Tally the lines in the records underneath that contain the string "Result", and state the figure by itself.

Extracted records
_____
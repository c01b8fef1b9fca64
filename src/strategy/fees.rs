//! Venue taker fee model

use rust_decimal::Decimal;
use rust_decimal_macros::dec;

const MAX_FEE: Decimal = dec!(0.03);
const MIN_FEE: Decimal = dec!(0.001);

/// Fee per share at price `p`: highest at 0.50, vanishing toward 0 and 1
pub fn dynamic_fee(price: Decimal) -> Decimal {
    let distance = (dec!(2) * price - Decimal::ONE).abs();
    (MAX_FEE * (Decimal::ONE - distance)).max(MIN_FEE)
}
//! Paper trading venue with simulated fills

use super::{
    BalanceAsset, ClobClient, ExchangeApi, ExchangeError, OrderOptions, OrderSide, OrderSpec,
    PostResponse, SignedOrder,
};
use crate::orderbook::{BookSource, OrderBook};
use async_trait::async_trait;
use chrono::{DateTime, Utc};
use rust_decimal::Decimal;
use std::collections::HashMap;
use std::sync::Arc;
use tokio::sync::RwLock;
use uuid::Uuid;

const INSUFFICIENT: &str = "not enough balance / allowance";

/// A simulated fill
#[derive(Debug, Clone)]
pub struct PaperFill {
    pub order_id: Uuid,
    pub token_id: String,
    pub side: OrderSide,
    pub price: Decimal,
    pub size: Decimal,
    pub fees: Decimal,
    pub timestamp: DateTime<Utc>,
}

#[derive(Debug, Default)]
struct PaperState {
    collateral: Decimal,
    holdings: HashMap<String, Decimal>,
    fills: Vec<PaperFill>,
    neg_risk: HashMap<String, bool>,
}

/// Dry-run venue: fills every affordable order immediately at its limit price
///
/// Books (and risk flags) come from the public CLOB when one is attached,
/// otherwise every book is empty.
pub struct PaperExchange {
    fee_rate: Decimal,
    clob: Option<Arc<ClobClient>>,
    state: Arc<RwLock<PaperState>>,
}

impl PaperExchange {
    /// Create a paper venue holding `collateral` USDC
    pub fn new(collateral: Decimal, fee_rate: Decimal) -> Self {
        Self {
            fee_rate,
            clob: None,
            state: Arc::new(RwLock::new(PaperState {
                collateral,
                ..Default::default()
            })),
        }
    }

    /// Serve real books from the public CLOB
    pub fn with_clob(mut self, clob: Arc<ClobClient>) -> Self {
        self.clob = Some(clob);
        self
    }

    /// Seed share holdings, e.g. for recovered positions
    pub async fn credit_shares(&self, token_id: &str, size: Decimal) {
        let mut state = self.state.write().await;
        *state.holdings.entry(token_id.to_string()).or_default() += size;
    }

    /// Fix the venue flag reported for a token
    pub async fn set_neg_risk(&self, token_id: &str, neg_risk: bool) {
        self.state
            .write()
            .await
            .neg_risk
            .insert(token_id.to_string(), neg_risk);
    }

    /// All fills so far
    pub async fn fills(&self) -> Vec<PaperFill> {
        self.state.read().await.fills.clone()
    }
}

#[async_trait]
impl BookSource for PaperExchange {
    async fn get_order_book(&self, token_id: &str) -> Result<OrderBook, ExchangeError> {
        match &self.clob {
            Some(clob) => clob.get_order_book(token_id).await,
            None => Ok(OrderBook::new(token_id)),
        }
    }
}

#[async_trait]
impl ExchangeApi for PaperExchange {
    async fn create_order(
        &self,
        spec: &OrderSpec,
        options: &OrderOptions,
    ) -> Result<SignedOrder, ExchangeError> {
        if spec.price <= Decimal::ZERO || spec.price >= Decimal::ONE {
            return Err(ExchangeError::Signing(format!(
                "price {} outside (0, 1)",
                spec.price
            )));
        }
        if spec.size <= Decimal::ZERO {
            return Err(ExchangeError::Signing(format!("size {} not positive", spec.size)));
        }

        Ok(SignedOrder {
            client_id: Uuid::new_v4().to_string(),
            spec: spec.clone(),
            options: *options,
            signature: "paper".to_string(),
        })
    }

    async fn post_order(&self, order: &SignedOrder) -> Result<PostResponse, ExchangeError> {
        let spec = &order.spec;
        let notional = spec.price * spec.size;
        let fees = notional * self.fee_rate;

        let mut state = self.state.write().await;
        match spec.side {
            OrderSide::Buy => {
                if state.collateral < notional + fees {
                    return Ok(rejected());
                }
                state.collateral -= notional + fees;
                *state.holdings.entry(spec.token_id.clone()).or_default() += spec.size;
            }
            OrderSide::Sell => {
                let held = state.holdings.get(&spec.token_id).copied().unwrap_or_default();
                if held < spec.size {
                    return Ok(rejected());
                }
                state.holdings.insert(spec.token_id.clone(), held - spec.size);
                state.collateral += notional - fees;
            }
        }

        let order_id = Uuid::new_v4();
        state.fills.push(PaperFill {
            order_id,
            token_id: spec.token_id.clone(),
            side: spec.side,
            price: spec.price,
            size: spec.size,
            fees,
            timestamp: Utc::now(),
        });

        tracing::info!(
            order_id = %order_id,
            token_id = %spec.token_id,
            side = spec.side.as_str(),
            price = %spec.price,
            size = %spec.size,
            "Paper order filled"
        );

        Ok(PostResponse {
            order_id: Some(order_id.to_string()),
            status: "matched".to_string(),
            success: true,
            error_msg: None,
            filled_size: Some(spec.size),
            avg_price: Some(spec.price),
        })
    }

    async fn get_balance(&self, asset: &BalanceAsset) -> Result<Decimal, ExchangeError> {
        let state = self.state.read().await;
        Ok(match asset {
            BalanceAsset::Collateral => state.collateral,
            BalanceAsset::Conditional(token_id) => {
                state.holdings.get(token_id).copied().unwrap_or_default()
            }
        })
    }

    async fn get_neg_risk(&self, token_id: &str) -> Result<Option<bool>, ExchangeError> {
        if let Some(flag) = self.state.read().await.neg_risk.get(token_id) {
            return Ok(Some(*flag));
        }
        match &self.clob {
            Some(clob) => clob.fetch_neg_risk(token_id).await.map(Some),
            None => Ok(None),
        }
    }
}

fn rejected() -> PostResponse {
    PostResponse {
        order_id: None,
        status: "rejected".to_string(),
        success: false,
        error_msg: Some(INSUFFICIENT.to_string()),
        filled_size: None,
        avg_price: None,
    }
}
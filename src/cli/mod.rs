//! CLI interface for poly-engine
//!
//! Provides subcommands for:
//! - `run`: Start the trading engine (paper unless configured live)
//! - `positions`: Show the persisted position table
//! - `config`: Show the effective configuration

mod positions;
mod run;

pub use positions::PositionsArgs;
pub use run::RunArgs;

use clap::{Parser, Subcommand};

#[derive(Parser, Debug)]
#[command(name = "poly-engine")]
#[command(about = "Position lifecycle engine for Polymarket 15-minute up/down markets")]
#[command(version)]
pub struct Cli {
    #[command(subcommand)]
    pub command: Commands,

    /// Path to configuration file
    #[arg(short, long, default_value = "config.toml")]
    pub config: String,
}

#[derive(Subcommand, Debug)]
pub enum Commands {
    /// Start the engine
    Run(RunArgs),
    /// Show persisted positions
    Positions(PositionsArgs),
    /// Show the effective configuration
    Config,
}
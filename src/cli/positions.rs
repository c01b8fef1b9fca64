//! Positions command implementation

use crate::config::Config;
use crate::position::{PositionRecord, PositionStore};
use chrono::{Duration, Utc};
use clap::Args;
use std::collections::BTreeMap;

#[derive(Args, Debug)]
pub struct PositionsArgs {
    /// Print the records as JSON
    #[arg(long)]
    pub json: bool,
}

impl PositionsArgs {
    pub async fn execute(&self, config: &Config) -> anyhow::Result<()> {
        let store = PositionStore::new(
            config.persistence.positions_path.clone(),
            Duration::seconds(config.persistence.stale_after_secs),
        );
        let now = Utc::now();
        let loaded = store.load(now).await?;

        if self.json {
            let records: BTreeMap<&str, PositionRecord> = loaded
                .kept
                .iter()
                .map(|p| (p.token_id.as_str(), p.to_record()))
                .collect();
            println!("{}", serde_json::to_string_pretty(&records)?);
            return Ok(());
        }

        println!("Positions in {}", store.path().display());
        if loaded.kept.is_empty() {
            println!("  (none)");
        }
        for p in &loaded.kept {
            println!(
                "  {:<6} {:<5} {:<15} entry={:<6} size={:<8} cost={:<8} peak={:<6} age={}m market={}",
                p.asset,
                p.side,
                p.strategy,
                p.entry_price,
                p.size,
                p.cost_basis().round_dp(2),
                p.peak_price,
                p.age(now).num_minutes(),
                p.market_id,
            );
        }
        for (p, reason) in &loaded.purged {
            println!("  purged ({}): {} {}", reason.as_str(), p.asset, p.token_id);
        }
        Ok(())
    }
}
_____
TASK OUTPUT —
6